Multivitamins may lower heart disease death risk
By Stephen Daniells, 20-Jul-2009
“Long-term regular consumption of a multivitamin may reduce the risk of dying from heart disease by 16 per cent, according to a new study from the US.
Intakes of vitamin E over 215 milligrams per day over the course of ten years were also associated with a 28 per cent reduction in the risk of death from cardiovascular disease, according to findings published in the American Journal of Epidemiology.
The news supports the use of multivitamins and particularly vitamin E, much-maligned and linked to increased risk of ‘all-cause mortality’ in a controversial meta-analysis in the Annals of Internal Medicine in 2004.
The new study, led by Gaia Pocobelli from Fred Hutchinson Cancer Research Center at the University of Washington, also contradicts conclusions from a controversial meta-analysis published originally in the Journal of the American Medical Association (2007, Vol. 297, pp. 842-857). The meta-analysis reported that supplements of vitamins A and E, and beta-carotene may increase mortality risk by up to 16 per cent. On the other hand, vitamin C did not have an effect on mortality.
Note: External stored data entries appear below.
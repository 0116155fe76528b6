use serde::Serialize;
use std::path::Path;

use skillrun_core::{Error, Result};

use crate::message::Message;
use crate::model::AgentModel;
use crate::orchestrator::{Orchestrator, TurnReport};

/// Why a session ended
#[derive(Debug, Clone, Copy, PartialEq, Eq, Serialize)]
#[serde(rename_all = "kebab-case")]
pub enum StopReason {
    /// The agent replied without naming a new skill or writing commands
    Idle,
    /// The turn limit was reached
    MaxTurns,
}

/// Full record of a session
#[derive(Debug, Clone, Serialize)]
pub struct Transcript {
    pub messages: Vec<Message>,
    pub turns: Vec<TurnReport>,
    pub stop: StopReason,
}

impl Transcript {
    /// Last assistant reply, if the model produced any.
    pub fn final_reply(&self) -> Option<&str> {
        self.messages
            .iter()
            .rev()
            .find(|m| m.role == crate::message::Role::Assistant)
            .map(|m| m.content.as_str())
    }
}

/// Agent loop: model reply, turn processing, feedback, repeat.
pub struct Session {
    orchestrator: Orchestrator,
    max_turns: usize,
}

impl Session {
    pub fn new(orchestrator: Orchestrator, max_turns: usize) -> Self {
        Self { orchestrator, max_turns }
    }

    pub fn orchestrator(&self) -> &Orchestrator {
        &self.orchestrator
    }

    /// Run `task` to completion against `model`.
    ///
    /// Stops once a turn is idle or after `max_turns` model replies. Only a model error is
    /// returned as `Err`; failed commands are part of the transcript.
    pub async fn run(&mut self, model: &mut dyn AgentModel, task: &str, working_dir: &Path) -> Result<Transcript> {
        let mut messages = vec![Message::system(self.orchestrator.system_prompt()), Message::user(task)];
        let mut turns = Vec::new();

        for turn in 1..=self.max_turns {
            let reply = model.respond(&messages).await.map_err(|e| match e {
                Error::Model(_) => e,
                other => Error::Model(other.to_string()),
            })?;
            messages.push(Message::assistant(reply.as_str()));

            let report = self.orchestrator.process_turn(&reply, working_dir).await;
            tracing::info!(
                turn,
                triggered = report.triggered.as_deref().unwrap_or(""),
                commands = report.results.len(),
                skipped = report.skipped.len(),
                "turn processed"
            );

            if report.is_idle() {
                turns.push(report);
                return Ok(Transcript { messages, turns, stop: StopReason::Idle });
            }

            messages.push(Message::user(report.feedback()));
            turns.push(report);
        }

        tracing::warn!(max_turns = self.max_turns, "session reached its turn limit");
        Ok(Transcript { messages, turns, stop: StopReason::MaxTurns })
    }
}
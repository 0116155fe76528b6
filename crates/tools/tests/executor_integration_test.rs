#![cfg(unix)]

use std::fs;
use std::path::Path;
use std::time::{Duration, Instant};

use skillrun_core::Config;
use skillrun_tools::{ActivationStrategy, EnvironmentContext, ProcessExecutor};
use tempfile::TempDir;

fn write_skill_script(root: &Path, skill: &str, script: &str, body: &str) {
    let dir = root.join(skill);
    fs::create_dir_all(&dir).unwrap();
    fs::write(dir.join(script), body).unwrap();
}

fn sh_executor(root: &Path) -> ProcessExecutor {
    ProcessExecutor::new(root).with_interpreters(vec!["sh".to_string()])
}

#[tokio::test]
async fn test_missing_script_fails_without_spawning() {
    let root = TempDir::new().unwrap();
    let marker = root.path().join("activated");
    let activate = root.path().join("activate");
    fs::write(&activate, format!("touch '{}'\n", marker.display())).unwrap();

    let executor = sh_executor(root.path())
        .with_environment(EnvironmentContext::with_activation(&activate).with_strategy(ActivationStrategy::PosixSource));
    let outcome = executor.run("sh missing_script.sh", root.path()).await;

    assert!(!outcome.success);
    assert!(outcome.stderr.contains("missing_script.sh"));
    assert_eq!(outcome.exit_code, None);
    assert!(!outcome.timed_out);
    assert!(!marker.exists(), "activation ran although the script was never resolved");
}

#[tokio::test]
async fn test_python_missing_script_reports_name() {
    let root = TempDir::new().unwrap();
    let outcome = ProcessExecutor::new(root.path()).run("python missing_script.py", root.path()).await;
    assert!(!outcome.success);
    assert!(outcome.stderr.contains("missing_script.py"));
}

#[tokio::test]
async fn test_interpreter_script_found_in_other_skill() {
    let root = TempDir::new().unwrap();
    write_skill_script(root.path(), "shared-helpers", "greet.sh", "echo \"hello $1 from $(basename \"$PWD\")\"\n");
    fs::create_dir_all(root.path().join("caller")).unwrap();

    let work = TempDir::new().unwrap();
    let outcome = sh_executor(root.path()).run("sh greet.sh world", work.path()).await;

    assert!(outcome.success, "stderr: {}", outcome.stderr);
    let expected_dir = work.path().file_name().unwrap().to_string_lossy().to_string();
    assert_eq!(outcome.stdout.trim(), format!("hello world from {expected_dir}"));
}

#[tokio::test]
async fn test_activation_reaches_the_script() {
    let root = TempDir::new().unwrap();
    write_skill_script(root.path(), "env-probe", "probe.sh", "echo \"venv=$SKILLRUN_VENV\"\n");
    let activate = root.path().join("activate");
    fs::write(&activate, "export SKILLRUN_VENV=isolated\n").unwrap();

    let executor = sh_executor(root.path())
        .with_environment(EnvironmentContext::with_activation(&activate).with_strategy(ActivationStrategy::PosixSource));
    let outcome = executor.run("sh probe.sh", root.path()).await;

    assert!(outcome.success, "stderr: {}", outcome.stderr);
    assert_eq!(outcome.stdout.trim(), "venv=isolated");
}

#[tokio::test]
async fn test_relative_working_dir_activation_from_config() {
    let temp = TempDir::new_in(".").unwrap();
    let base = temp.path().strip_prefix(std::env::current_dir().unwrap()).unwrap();
    assert!(base.is_relative());

    write_skill_script(&base.join("skills"), "env-probe", "probe.sh", "echo \"venv=$SKILLRUN_VENV\"\n");
    let work = base.join("work");
    fs::create_dir_all(work.join(".venv/bin")).unwrap();
    fs::write(work.join(".venv/bin/activate"), "export SKILLRUN_VENV=isolated\n").unwrap();

    let mut config = Config::default();
    config.skills.root = base.join("skills");
    config.exec.activation = Some(".venv/bin/activate".into());
    config.exec.interpreters = vec!["sh".to_string()];

    let executor = ProcessExecutor::from_config(&config, &work);
    assert!(executor.environment().activation.as_ref().unwrap().is_absolute());

    let outcome = executor.run("sh probe.sh", &work).await;
    assert!(outcome.success, "stderr: {}", outcome.stderr);
    assert_eq!(outcome.stdout.trim(), "venv=isolated");
}

#[tokio::test]
async fn test_activation_skipped_for_shell_commands() {
    let root = TempDir::new().unwrap();
    let activate = root.path().join("activate");
    fs::write(&activate, "export SKILLRUN_VENV=isolated\n").unwrap();

    let executor = sh_executor(root.path())
        .with_environment(EnvironmentContext::with_activation(&activate).with_strategy(ActivationStrategy::PosixSource));
    let outcome = executor.run("echo \"venv=${SKILLRUN_VENV:-host}\"", root.path()).await;

    assert_eq!(outcome.stdout.trim(), "venv=host");
}

#[tokio::test]
async fn test_missing_activation_runs_directly() {
    let root = TempDir::new().unwrap();
    write_skill_script(root.path(), "env-probe", "probe.sh", "echo ran\n");

    let executor = sh_executor(root.path()).with_environment(
        EnvironmentContext::with_activation(root.path().join("no-such-activate"))
            .with_strategy(ActivationStrategy::PosixSource),
    );
    let outcome = executor.run("sh probe.sh", root.path()).await;
    assert!(outcome.success);
    assert_eq!(outcome.stdout, "ran\n");
}

#[tokio::test]
async fn test_non_zero_exit_captures_stderr() {
    let root = TempDir::new().unwrap();
    write_skill_script(root.path(), "broken", "fail.sh", "echo 'bad input' >&2\nexit 3\n");

    let outcome = sh_executor(root.path()).run("sh fail.sh", root.path()).await;
    assert!(!outcome.success);
    assert_eq!(outcome.exit_code, Some(3));
    assert_eq!(outcome.stderr, "bad input\n");
}

#[tokio::test]
async fn test_extra_env_is_merged() {
    let root = TempDir::new().unwrap();
    let env = [("SKILLRUN_TOKEN".to_string(), "abc".to_string())].into_iter().collect();
    let outcome = sh_executor(root.path()).with_env(env).run("printf %s \"$SKILLRUN_TOKEN\"", root.path()).await;
    assert_eq!(outcome.stdout, "abc");
}

#[tokio::test]
async fn test_never_ending_command_times_out_without_orphans() {
    let root = TempDir::new().unwrap();
    let marker = root.path().join("grandchild-survived");
    let command = format!("(sleep 2; touch '{}') & while true; do sleep 1; done", marker.display());

    let executor = sh_executor(root.path()).with_timeout(Duration::from_millis(500));
    let started = Instant::now();
    let outcome = executor.run(&command, root.path()).await;
    let elapsed = started.elapsed();

    assert!(!outcome.success);
    assert!(outcome.timed_out);
    assert!(outcome.stderr.starts_with("Command timed out after"));
    assert!(elapsed >= Duration::from_millis(500));
    assert!(elapsed < Duration::from_secs(2));

    tokio::time::sleep(Duration::from_millis(2500)).await;
    assert!(!marker.exists(), "background child outlived the timeout");
}
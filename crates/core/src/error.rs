use std::path::PathBuf;
use thiserror::Error;

/// Result type alias for skillrun-core
pub type Result<T> = std::result::Result<T, Error>;

/// Core error types for the skillrun orchestration runtime
///
/// Only startup-level failures surface through this type. Per-skill scan problems and
/// failed command executions are reported as ordinary values, never as `Err`.
#[derive(Debug, Error)]
pub enum Error {
    /// I/O error for file operations
    #[error("I/O error: {0}")]
    Io(#[from] std::io::Error),

    /// Configuration errors
    #[error("configuration error: {0}")]
    Config(String),

    /// Parse/serialization errors
    #[error("parse error: {0}")]
    Parse(String),

    /// Skill discovery errors
    #[error("skill error: {0}")]
    Skill(String),

    /// Process execution setup errors
    #[error("execution error: {0}")]
    Execution(String),

    /// Errors raised by the driving model
    #[error("model error: {0}")]
    Model(String),

    /// Skill root exists but could not be opened
    #[error("skill root is not readable: {path}: {reason}")]
    UnreadableRoot { path: PathBuf, reason: String },

    /// Generic errors
    #[error("{0}")]
    Other(String),
}

impl Error {
    /// Create an unreadable-root error from an I/O failure
    pub fn unreadable_root(path: impl Into<PathBuf>, err: &std::io::Error) -> Self {
        Self::UnreadableRoot { path: path.into(), reason: err.to_string() }
    }
}
pub mod config;
pub mod error;
pub mod logging;

pub use config::{
    Config, ConfigError, DEFAULT_FENCE_TAGS, DEFAULT_TIMEOUT_SECS, DuplicatePolicy, ExecConfig, ExtractConfig,
    FailurePolicy, LoggingConfig, SessionConfig, SkillsConfig,
};
pub use error::{Error, Result};
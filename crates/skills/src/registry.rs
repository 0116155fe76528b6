use std::collections::HashMap;
use std::path::{Path, PathBuf};
use tracing::{debug, info, warn};
use walkdir::WalkDir;

use skillrun_core::logging::sanitize_path;
use skillrun_core::{DuplicatePolicy, SkillsConfig};

use crate::parser::parse_skill;
use crate::types::SkillDescriptor;

/// Options controlling a registry scan.
#[derive(Debug, Clone, PartialEq, Eq)]
pub struct ScanOptions {
    /// Documentation filenames recognized in a skill directory, first present wins
    pub doc_files: Vec<String>,
    /// Name collision handling
    pub on_duplicate: DuplicatePolicy,
}

impl Default for ScanOptions {
    fn default() -> Self {
        Self::from(&SkillsConfig::default())
    }
}

impl From<&SkillsConfig> for ScanOptions {
    fn from(config: &SkillsConfig) -> Self {
        Self { doc_files: config.doc_files.clone(), on_duplicate: config.on_duplicate }
    }
}

/// Immutable catalog of the skills found under one root directory.
///
/// Built once by [`SkillRegistry::scan`] and shared read-only afterwards (wrap it in an
/// `Arc` to hand it to several components). Iteration follows scan order, which is the
/// skill subdirectories sorted by file name.
#[derive(Debug, Clone, Default)]
pub struct SkillRegistry {
    root: PathBuf,
    skills: Vec<SkillDescriptor>,
    index: HashMap<String, usize>,
}

impl SkillRegistry {
    /// Scan `root` with default options.
    pub fn scan(root: &Path) -> skillrun_core::Result<Self> {
        Self::scan_with(root, &ScanOptions::default())
    }

    /// Scan the immediate subdirectories of `root` for skill documentation files.
    ///
    /// A missing root yields an empty registry. A root that exists but cannot be opened
    /// is the only error; problems with individual skills are logged and skipped.
    pub fn scan_with(root: &Path, options: &ScanOptions) -> skillrun_core::Result<Self> {
        let mut registry = Self { root: root.to_path_buf(), ..Self::default() };

        if !root.exists() {
            warn!(root = %root.display(), "skill root does not exist, no skills loaded");
            return Ok(registry);
        }

        std::fs::read_dir(root).map_err(|e| skillrun_core::Error::unreadable_root(root, &e))?;

        for entry in WalkDir::new(root).min_depth(1).max_depth(1).follow_links(true).sort_by_file_name() {
            let entry = match entry {
                Ok(entry) => entry,
                Err(e) => {
                    warn!(error = %e, "failed to read skill root entry, skipping");
                    continue;
                }
            };

            if !entry.file_type().is_dir() {
                continue;
            }

            let skill_dir = entry.path();
            let Some(doc_path) = options.doc_files.iter().map(|f| skill_dir.join(f)).find(|p| p.is_file()) else {
                debug!(dir = %skill_dir.display(), "no documentation file, not a skill");
                continue;
            };

            match parse_skill(skill_dir, &doc_path) {
                Ok(descriptor) => registry.insert(descriptor, options.on_duplicate),
                Err(e) => warn!(path = %doc_path.display(), error = %e, "failed to load skill"),
            }
        }

        info!(root = %sanitize_path(root), count = registry.len(), "skill scan complete");
        Ok(registry)
    }

    /// Build a registry from already-parsed descriptors, applying `on_duplicate`.
    pub fn from_descriptors(
        root: impl Into<PathBuf>, descriptors: impl IntoIterator<Item = SkillDescriptor>, on_duplicate: DuplicatePolicy,
    ) -> Self {
        let mut registry = Self { root: root.into(), ..Self::default() };
        for descriptor in descriptors {
            registry.insert(descriptor, on_duplicate);
        }
        registry
    }

    fn insert(&mut self, descriptor: SkillDescriptor, on_duplicate: DuplicatePolicy) {
        match self.index.get(&descriptor.name) {
            Some(&slot) => match on_duplicate {
                DuplicatePolicy::FirstWins => warn!(
                    skill = %descriptor.name,
                    kept = %self.skills[slot].source_dir.display(),
                    ignored = %descriptor.source_dir.display(),
                    "duplicate skill name, keeping first"
                ),
                DuplicatePolicy::LastWins => {
                    warn!(
                        skill = %descriptor.name,
                        replaced = %self.skills[slot].source_dir.display(),
                        by = %descriptor.source_dir.display(),
                        "duplicate skill name, replacing earlier"
                    );
                    self.skills[slot] = descriptor;
                }
            },
            None => {
                info!(skill = %descriptor.name, dir = %descriptor.source_dir.display(), "loaded skill");
                self.index.insert(descriptor.name.clone(), self.skills.len());
                self.skills.push(descriptor);
            }
        }
    }

    /// Directory the registry was scanned from.
    pub fn root(&self) -> &Path {
        &self.root
    }

    /// Get a skill by name.
    pub fn get(&self, name: &str) -> Option<&SkillDescriptor> {
        self.index.get(name).map(|&slot| &self.skills[slot])
    }

    /// Skills in scan order.
    pub fn iter(&self) -> impl Iterator<Item = &SkillDescriptor> {
        self.skills.iter()
    }

    /// Skill names in scan order.
    pub fn names(&self) -> Vec<&str> {
        self.skills.iter().map(|s| s.name.as_str()).collect()
    }

    pub fn len(&self) -> usize {
        self.skills.len()
    }

    pub fn is_empty(&self) -> bool {
        self.skills.is_empty()
    }

    /// Skills section for the agent's instructions (empty when there are no skills).
    pub fn render_prompt(&self) -> String {
        crate::prompt::render(self)
    }

    /// First skill named in `text`, in scan order.
    pub fn detect(&self, text: &str) -> Option<&SkillDescriptor> {
        crate::trigger::detect(text, self).and_then(|name| self.get(name))
    }

    /// Resolve a script filename against every skill directory under the root.
    pub fn locate_script(&self, script: &str) -> Option<PathBuf> {
        crate::locate::locate(script, &self.root)
    }
}
pub mod environment;
pub mod executor;
pub mod invocation;
pub mod runner;

pub use environment::{ActivationStrategy, EnvironmentContext};
pub use executor::{ExecError, ProcessExecutor};
pub use invocation::Invocation;
pub use runner::{ExecutionOutcome, ShellRunner};
//! Low-level child process runner shared by both execution modes.

use serde::Serialize;
use std::collections::HashMap;
use std::path::Path;
use std::process::Stdio;
use std::time::{Duration, Instant};
use tokio::process::Command;

use skillrun_core::DEFAULT_TIMEOUT_SECS;

/// Result of running one command.
///
/// Every failure mode (non-zero exit, timeout, launch error, unresolved script) is
/// reported through this value with `success == false`.
#[derive(Debug, Clone, PartialEq, Eq, Serialize)]
pub struct ExecutionOutcome {
    pub success: bool,
    pub stdout: String,
    pub stderr: String,
    /// Exit code, absent when the process never ran or was killed by a signal
    pub exit_code: Option<i32>,
    pub timed_out: bool,
    pub duration_ms: u64,
}

impl ExecutionOutcome {
    /// Failure that happened before or instead of running a process.
    pub fn failure(message: impl Into<String>) -> Self {
        Self {
            success: false,
            stdout: String::new(),
            stderr: message.into(),
            exit_code: None,
            timed_out: false,
            duration_ms: 0,
        }
    }

    fn timeout(timeout: Duration, elapsed: Duration) -> Self {
        Self {
            timed_out: true,
            duration_ms: elapsed.as_millis() as u64,
            ..Self::failure(format!("Command timed out after {} seconds", timeout.as_secs()))
        }
    }
}

/// Runs command lines through the platform shell with a hard timeout.
#[derive(Debug, Clone)]
pub struct ShellRunner {
    timeout: Duration,
    env: HashMap<String, String>,
}

impl Default for ShellRunner {
    fn default() -> Self {
        Self { timeout: Duration::from_secs(DEFAULT_TIMEOUT_SECS), env: HashMap::new() }
    }
}

impl ShellRunner {
    pub fn new(timeout: Duration) -> Self {
        Self { timeout, env: HashMap::new() }
    }

    /// Extra variables merged over the inherited environment.
    pub fn with_env(mut self, env: HashMap<String, String>) -> Self {
        self.env = env;
        self
    }

    pub fn with_timeout(mut self, timeout: Duration) -> Self {
        self.timeout = timeout;
        self
    }

    pub fn timeout(&self) -> Duration {
        self.timeout
    }

    /// Run `command_line` in `working_dir`, capturing both output streams.
    ///
    /// On timeout the child (and on Unix its whole process group) is killed before this
    /// returns.
    pub async fn run(&self, command_line: &str, working_dir: &Path) -> ExecutionOutcome {
        let started = Instant::now();

        let mut cmd = shell_command(command_line);
        cmd.current_dir(working_dir)
            .envs(&self.env)
            .stdin(Stdio::null())
            .stdout(Stdio::piped())
            .stderr(Stdio::piped())
            .kill_on_drop(true);
        #[cfg(unix)]
        cmd.process_group(0);

        let child = match cmd.spawn() {
            Ok(child) => child,
            Err(e) => {
                tracing::warn!(error = %e, cwd = %working_dir.display(), "failed to launch command");
                return ExecutionOutcome::failure(format!("Failed to execute command '{}': {}", command_line, e));
            }
        };
        let pid = child.id();

        match tokio::time::timeout(self.timeout, child.wait_with_output()).await {
            Ok(Ok(output)) => {
                let exit_code = output.status.code();
                let outcome = ExecutionOutcome {
                    success: output.status.success(),
                    stdout: String::from_utf8_lossy(&output.stdout).to_string(),
                    stderr: String::from_utf8_lossy(&output.stderr).to_string(),
                    exit_code,
                    timed_out: false,
                    duration_ms: started.elapsed().as_millis() as u64,
                };
                tracing::debug!(?exit_code, duration_ms = outcome.duration_ms, "command finished");
                outcome
            }
            Ok(Err(e)) => ExecutionOutcome::failure(format!("Failed to collect output of '{}': {}", command_line, e)),
            Err(_) => {
                kill_process_group(pid);
                tracing::warn!(timeout_secs = self.timeout.as_secs(), "command timed out and was killed");
                ExecutionOutcome::timeout(self.timeout, started.elapsed())
            }
        }
    }
}

fn shell_command(command_line: &str) -> Command {
    if cfg!(windows) {
        let mut cmd = Command::new("cmd");
        cmd.arg("/C").arg(command_line);
        cmd
    } else {
        let mut cmd = Command::new("sh");
        cmd.arg("-c").arg(command_line);
        cmd
    }
}

/// Kill whatever is left of the child's process group.
#[cfg(unix)]
fn kill_process_group(pid: Option<u32>) {
    let Some(pid) = pid else {
        return;
    };
    // SAFETY: killpg only sends a signal; the group was created for this child via process_group(0).
    let rc = unsafe { libc::killpg(pid as libc::pid_t, libc::SIGKILL) };
    if rc != 0 {
        tracing::debug!(pid, error = %std::io::Error::last_os_error(), "process group already gone");
    }
}

#[cfg(not(unix))]
fn kill_process_group(_pid: Option<u32>) {}

#[cfg(all(test, unix))]
mod tests {
    use super::*;

    fn cwd() -> std::path::PathBuf {
        std::env::temp_dir()
    }

    #[tokio::test]
    async fn test_run_success() {
        let outcome = ShellRunner::default().run("echo 'Hello, shell!'", &cwd()).await;
        assert!(outcome.success);
        assert_eq!(outcome.stdout, "Hello, shell!\n");
        assert_eq!(outcome.exit_code, Some(0));
        assert!(!outcome.timed_out);
    }

    #[tokio::test]
    async fn test_run_non_zero_exit() {
        let outcome = ShellRunner::default().run("echo oops >&2; exit 42", &cwd()).await;
        assert!(!outcome.success);
        assert_eq!(outcome.exit_code, Some(42));
        assert_eq!(outcome.stderr, "oops\n");
    }

    #[tokio::test]
    async fn test_run_uses_working_dir() {
        let temp = tempfile::tempdir().unwrap();
        std::fs::write(temp.path().join("marker.txt"), "here").unwrap();
        let outcome = ShellRunner::default().run("cat marker.txt", temp.path()).await;
        assert!(outcome.success);
        assert_eq!(outcome.stdout, "here");
    }

    #[tokio::test]
    async fn test_run_merges_env() {
        let env = HashMap::from([("SKILLRUN_TEST_VALUE".to_string(), "42".to_string())]);
        let outcome = ShellRunner::default().with_env(env).run("echo $SKILLRUN_TEST_VALUE", &cwd()).await;
        assert_eq!(outcome.stdout.trim(), "42");
    }

    #[tokio::test]
    async fn test_run_launch_failure() {
        let outcome = ShellRunner::default().run("echo hi", Path::new("/nonexistent/working/dir")).await;
        assert!(!outcome.success);
        assert!(outcome.stderr.contains("Failed to execute command"));
        assert_eq!(outcome.exit_code, None);
    }

    #[tokio::test]
    async fn test_run_timeout_kills_child() {
        let temp = tempfile::tempdir().unwrap();
        let marker = temp.path().join("survived");
        let command = format!("sleep 2; touch '{}'", marker.display());

        let started = Instant::now();
        let outcome = ShellRunner::new(Duration::from_millis(300)).run(&command, temp.path()).await;
        assert!(started.elapsed() < Duration::from_secs(2));
        assert!(!outcome.success);
        assert!(outcome.timed_out);
        assert!(outcome.stderr.contains("timed out"));

        tokio::time::sleep(Duration::from_millis(2500)).await;
        assert!(!marker.exists(), "child kept running after timeout");
    }
}
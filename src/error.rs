use crate::config::ConfigurationError;
use crate::gateway::GatewayError;
use crate::messaging::MessagingError;

/// Top-level error surfaced by bootstrap and lifecycle operations.
///
/// The dispatch path itself never returns this type: broker, decode and
/// delivery failures are logged where they happen and do not escape the
/// consumer loop.
#[derive(Debug, thiserror::Error)]
pub enum NotifierError {
    #[error(transparent)]
    Configuration(#[from] ConfigurationError),

    #[error(transparent)]
    Messaging(#[from] MessagingError),

    #[error(transparent)]
    Gateway(#[from] GatewayError),

    #[error("Internal error: {0}")]
    Internal(String),
}

impl NotifierError {
    pub fn internal(message: impl Into<String>) -> Self {
        Self::Internal(message.into())
    }
}

pub type Result<T> = std::result::Result<T, NotifierError>;
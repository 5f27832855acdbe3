use super::{HandleOutcome, HandlerError, HandlerResult, MessageHandler};
use crate::constants::{data_keys, event_types};
use crate::models::{DomainEvent, Notification, NotificationRequest, UserDeregisteredEvent};
use crate::services::DeliveryService;
use async_trait::async_trait;
use std::sync::Arc;
use tracing::info;

pub const TITLE: &str = "Account Deregistered";
pub const BODY: &str = "Your account has been deregistered";

/// Tells every remaining device that the account is gone
pub struct UserDeregisteredHandler {
    delivery: Arc<DeliveryService>,
}

impl UserDeregisteredHandler {
    pub fn new(delivery: Arc<DeliveryService>) -> Self {
        Self { delivery }
    }
}

#[async_trait]
impl MessageHandler for UserDeregisteredHandler {
    fn name(&self) -> &'static str {
        "user_deregistered"
    }

    async fn handle(&self, payload: &[u8]) -> HandlerResult<HandleOutcome> {
        let event = UserDeregisteredEvent::decode(payload)
            .map_err(|e| HandlerError::decode(UserDeregisteredEvent::EVENT_NAME, e))?;

        if event.device_tokens.is_empty() {
            info!(user_id = %event.user_id, "User has no active devices, nothing to notify");
            return Ok(HandleOutcome::NoDevices);
        }

        info!(
            user_id = %event.user_id,
            token_count = event.device_tokens.len(),
            "Notifying devices of deregistration"
        );

        let notification = Notification::new(TITLE, BODY)
            .with_data(data_keys::EVENT_TYPE, event_types::USER_DEREGISTERED)
            .with_data(data_keys::USER_ID, event.user_id.as_str());

        let outcome = self
            .delivery
            .send_multicast(NotificationRequest::new(event.device_tokens, notification))
            .await;
        Ok(HandleOutcome::Delivered(outcome))
    }
}
//! # Registry
//!
//! Topic → handler lookup table consulted by the dispatcher.

pub mod handler_registry;

pub use handler_registry::{HandlerRegistry, HandlerRegistryBuilder};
In terms of other causes of death, Pocobelli report that multivitamins did not decrease the risk of either total mortality, or cancer mortality. On the other hand, vitamins C and E were associated with small decreases in risk of total mortality.
According to a National Institutes of Health (NIH) State-of-the-Science Panel, half of the American population routinely use dietary supplements, with their annual spend estimated at over $20 billion.
Recent results of the National Health and Nutrition Examination Survey showed that 35 per cent of the US adult population regularly consumes one or more types of multivitamin product (Am. J. Epidemiol., 2004, Vol. 160, Pages 339-349).” Continued…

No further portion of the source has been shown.